PROBLEM: Your answer should be every line of the records that contains the word "PATIENT".

SOURCE RECORDS:

^^^^^^^^^^^^^^^^

use std::io::Write;

use anyhow::{Context, Result};
use clap::Parser;
use doctorbot::{settings::Args, ChatOrchestrator, Session, Settings};
use tokio::io::{AsyncBufReadExt, BufReader};

const EXIT_WORDS: [&str; 3] = ["quit", "exit", "bye"];
const PATIENT: &str = "You";
const DOCTOR: &str = "DoctorBot";

fn is_exit(input: &str) -> bool {
    EXIT_WORDS.iter().any(|w| input.eq_ignore_ascii_case(w))
}

#[tokio::main]
async fn main() -> Result<()> {
    doctorbot::init_tracing("warn");

    let args = Args::parse();
    let settings = Settings::from_file(&args.config)
        .with_context(|| format!("Problem while loading {}", args.config.display()))?;
    let chat = ChatOrchestrator::connect(&settings)
        .await
        .context("Problem while starting the chat pipeline")?;
    println!("Doctor chatbot ready (model '{}')", chat.model());

    let mut session = Session::new();
    let mut lines = BufReader::new(tokio::io::stdin()).lines();

    println!("\n{DOCTOR}: Hello! Please tell me how you're feeling today.");
    loop {
        print!("\n{PATIENT}: ");
        std::io::stdout().flush()?;

        let Some(line) = lines.next_line().await? else {
            println!();
            break;
        };
        let input = line.trim();
        if is_exit(input) {
            break;
        }

        match chat.turn(&mut session, input).await {
            Ok(reply) => {
                println!("\n{DOCTOR}: {}", reply.text);
                if reply.diagnosis_newly_suggested {
                    println!(
                        "\n{DOCTOR}: I've suggested a likely diagnosis. \
                         Continue chatting or type 'quit' to end."
                    );
                }
            }
            Err(e) => println!(
                "\n{DOCTOR}: Sorry, I can't reach my medical knowledge right now ({e})."
            ),
        }
    }
    println!("\n{DOCTOR}: Take care! Wishing you good health.");

    println!("\nConversation Summary");
    println!("{}", "=".repeat(60));
    print!("{}", session.transcript(PATIENT, DOCTOR));
    println!("{}", "=".repeat(60));
    Ok(())
}

#[cfg(test)]
mod tests {
    use super::is_exit;

    #[test]
    fn exit_words() {
        assert!(is_exit("quit"));
        assert!(is_exit("EXIT"));
        assert!(is_exit("Bye"));
        assert!(!is_exit("goodbye"));
        assert!(!is_exit("I want to quit smoking"));
    }
}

^^^^^^^^^^^^^^^^

RESULT BELOW:
const PATIENT: &str = "You";
        print!("\n{PATIENT}: ");
    print!("{}", session.transcript(PATIENT, DOCTOR));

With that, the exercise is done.